» **About this exercise**: Going through the entries below, find how many lines hold "Jump", then give that number alone.

[Opening Available records section]

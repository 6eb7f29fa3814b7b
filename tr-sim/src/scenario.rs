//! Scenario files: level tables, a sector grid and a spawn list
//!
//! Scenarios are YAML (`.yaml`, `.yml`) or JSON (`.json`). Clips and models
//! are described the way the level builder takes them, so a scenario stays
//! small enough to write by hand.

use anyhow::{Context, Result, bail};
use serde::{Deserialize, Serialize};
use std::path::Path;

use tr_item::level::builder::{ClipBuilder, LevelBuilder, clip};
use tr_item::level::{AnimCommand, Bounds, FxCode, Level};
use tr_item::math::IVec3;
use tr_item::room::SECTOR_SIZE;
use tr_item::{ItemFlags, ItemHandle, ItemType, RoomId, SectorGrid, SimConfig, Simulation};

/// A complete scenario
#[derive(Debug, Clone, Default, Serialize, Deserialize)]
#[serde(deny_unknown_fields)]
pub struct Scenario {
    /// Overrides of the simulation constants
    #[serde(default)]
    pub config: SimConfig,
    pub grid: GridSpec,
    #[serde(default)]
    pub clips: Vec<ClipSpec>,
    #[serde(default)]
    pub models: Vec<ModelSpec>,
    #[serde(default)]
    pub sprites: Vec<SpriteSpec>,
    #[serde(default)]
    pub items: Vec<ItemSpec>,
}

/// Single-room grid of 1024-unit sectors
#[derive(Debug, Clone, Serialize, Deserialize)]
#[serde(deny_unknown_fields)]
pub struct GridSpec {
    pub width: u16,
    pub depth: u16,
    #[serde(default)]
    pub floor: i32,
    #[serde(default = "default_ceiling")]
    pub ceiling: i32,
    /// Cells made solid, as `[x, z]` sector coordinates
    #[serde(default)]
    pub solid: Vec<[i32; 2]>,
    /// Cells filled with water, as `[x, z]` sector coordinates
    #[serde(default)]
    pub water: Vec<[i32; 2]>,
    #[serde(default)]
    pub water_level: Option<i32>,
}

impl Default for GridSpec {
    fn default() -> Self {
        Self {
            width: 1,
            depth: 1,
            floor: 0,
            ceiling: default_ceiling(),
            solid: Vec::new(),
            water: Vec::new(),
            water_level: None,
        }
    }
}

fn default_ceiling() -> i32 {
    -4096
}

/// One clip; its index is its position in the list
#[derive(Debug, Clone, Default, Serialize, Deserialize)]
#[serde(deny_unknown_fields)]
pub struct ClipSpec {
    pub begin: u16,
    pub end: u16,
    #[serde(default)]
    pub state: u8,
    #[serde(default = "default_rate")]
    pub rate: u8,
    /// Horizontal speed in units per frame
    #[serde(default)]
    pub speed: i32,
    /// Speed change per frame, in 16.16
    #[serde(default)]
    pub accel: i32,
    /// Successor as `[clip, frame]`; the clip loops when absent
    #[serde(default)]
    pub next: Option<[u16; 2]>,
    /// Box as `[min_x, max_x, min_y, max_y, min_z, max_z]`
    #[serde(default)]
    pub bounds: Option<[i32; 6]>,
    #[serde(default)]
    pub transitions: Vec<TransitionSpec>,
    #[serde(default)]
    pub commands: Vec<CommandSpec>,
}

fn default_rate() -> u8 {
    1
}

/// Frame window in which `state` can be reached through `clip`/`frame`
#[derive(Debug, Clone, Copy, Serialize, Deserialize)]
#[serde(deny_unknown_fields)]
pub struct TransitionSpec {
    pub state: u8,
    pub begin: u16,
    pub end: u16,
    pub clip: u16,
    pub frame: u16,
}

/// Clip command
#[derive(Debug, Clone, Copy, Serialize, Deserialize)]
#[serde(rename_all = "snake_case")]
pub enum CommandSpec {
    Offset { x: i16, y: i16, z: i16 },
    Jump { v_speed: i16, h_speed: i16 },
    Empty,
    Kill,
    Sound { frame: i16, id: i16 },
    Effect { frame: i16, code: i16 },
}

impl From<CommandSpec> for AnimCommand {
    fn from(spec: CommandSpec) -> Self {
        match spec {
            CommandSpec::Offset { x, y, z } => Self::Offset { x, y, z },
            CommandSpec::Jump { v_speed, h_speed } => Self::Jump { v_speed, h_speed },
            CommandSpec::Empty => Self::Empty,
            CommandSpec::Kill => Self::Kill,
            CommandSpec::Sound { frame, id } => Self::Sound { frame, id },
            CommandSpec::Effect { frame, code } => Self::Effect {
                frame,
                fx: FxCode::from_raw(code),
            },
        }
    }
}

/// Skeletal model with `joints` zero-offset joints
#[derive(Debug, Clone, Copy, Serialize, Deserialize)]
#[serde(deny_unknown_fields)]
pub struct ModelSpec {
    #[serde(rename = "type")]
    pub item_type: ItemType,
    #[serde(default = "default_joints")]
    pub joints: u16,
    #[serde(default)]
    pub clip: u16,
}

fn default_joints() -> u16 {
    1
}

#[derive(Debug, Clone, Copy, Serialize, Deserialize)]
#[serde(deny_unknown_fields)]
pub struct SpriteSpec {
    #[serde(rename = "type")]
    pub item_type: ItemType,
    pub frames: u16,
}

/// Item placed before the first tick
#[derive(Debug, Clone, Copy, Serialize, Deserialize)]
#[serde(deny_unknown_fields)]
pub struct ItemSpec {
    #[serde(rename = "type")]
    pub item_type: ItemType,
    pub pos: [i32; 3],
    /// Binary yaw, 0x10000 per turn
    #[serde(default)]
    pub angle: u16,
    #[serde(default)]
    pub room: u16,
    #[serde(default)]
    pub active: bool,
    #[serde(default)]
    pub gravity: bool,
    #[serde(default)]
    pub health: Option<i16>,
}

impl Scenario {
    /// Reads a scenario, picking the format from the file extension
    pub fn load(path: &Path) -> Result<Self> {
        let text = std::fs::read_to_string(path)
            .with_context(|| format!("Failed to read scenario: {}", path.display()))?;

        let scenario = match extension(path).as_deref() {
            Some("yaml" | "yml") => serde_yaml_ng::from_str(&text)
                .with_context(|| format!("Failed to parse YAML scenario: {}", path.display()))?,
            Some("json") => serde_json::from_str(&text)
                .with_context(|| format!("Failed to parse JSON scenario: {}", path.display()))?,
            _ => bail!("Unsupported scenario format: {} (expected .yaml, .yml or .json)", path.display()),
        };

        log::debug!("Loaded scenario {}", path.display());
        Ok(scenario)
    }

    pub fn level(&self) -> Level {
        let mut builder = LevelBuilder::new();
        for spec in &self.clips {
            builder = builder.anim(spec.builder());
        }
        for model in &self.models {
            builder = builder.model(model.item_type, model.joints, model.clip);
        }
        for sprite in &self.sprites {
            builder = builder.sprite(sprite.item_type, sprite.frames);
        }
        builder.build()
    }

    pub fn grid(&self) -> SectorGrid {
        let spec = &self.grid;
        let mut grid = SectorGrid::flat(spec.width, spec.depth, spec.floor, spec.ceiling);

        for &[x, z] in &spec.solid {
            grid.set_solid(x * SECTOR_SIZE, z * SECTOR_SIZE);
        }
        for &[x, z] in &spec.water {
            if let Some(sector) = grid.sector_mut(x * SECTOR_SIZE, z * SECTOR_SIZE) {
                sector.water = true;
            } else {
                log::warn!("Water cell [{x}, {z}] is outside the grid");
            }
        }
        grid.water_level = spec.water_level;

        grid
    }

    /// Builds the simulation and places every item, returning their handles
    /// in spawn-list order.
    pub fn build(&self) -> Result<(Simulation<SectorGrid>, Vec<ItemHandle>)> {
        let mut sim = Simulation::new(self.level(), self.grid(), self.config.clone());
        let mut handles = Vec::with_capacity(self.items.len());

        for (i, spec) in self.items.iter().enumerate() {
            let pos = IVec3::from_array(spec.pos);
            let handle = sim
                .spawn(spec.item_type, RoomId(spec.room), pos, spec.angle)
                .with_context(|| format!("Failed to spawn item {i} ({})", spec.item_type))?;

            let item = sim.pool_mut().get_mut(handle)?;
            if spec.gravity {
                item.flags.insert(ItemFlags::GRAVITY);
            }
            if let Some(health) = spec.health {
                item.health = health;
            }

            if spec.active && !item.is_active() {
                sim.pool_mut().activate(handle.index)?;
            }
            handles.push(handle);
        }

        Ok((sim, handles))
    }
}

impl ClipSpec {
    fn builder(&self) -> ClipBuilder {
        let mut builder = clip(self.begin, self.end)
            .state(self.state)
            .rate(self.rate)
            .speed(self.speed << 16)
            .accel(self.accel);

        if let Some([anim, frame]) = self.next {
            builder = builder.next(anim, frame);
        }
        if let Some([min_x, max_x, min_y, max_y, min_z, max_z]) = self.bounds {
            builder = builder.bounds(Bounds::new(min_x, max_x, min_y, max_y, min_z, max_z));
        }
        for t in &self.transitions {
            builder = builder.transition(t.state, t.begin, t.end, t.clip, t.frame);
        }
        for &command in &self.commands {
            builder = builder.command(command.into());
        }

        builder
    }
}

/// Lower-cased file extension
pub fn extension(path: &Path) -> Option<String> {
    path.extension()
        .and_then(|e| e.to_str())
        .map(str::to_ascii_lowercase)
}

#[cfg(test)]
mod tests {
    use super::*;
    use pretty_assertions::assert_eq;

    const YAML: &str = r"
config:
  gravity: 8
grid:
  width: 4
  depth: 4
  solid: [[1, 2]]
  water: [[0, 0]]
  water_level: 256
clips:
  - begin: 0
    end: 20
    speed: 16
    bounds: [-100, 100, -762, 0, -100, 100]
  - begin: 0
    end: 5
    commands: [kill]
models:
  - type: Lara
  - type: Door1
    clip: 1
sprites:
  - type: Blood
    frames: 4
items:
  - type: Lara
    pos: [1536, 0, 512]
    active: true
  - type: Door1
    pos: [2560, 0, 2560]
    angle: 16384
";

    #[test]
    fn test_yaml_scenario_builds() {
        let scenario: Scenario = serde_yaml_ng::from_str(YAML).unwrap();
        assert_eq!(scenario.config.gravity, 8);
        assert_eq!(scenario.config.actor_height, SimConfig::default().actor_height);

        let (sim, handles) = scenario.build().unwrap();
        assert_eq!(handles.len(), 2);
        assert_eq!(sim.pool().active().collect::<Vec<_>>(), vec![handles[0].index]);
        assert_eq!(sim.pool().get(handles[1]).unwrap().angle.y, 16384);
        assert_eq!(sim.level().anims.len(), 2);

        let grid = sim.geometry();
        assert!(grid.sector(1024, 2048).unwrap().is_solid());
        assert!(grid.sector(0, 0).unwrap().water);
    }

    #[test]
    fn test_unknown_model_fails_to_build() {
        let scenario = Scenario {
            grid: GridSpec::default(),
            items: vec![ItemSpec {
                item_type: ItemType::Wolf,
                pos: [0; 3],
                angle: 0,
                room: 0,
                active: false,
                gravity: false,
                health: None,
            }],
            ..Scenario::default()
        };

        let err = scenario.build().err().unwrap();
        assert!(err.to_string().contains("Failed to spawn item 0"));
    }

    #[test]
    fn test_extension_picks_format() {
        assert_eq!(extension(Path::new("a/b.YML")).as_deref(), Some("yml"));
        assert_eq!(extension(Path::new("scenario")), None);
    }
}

[Closing Available records section]

» **Answer section**: 2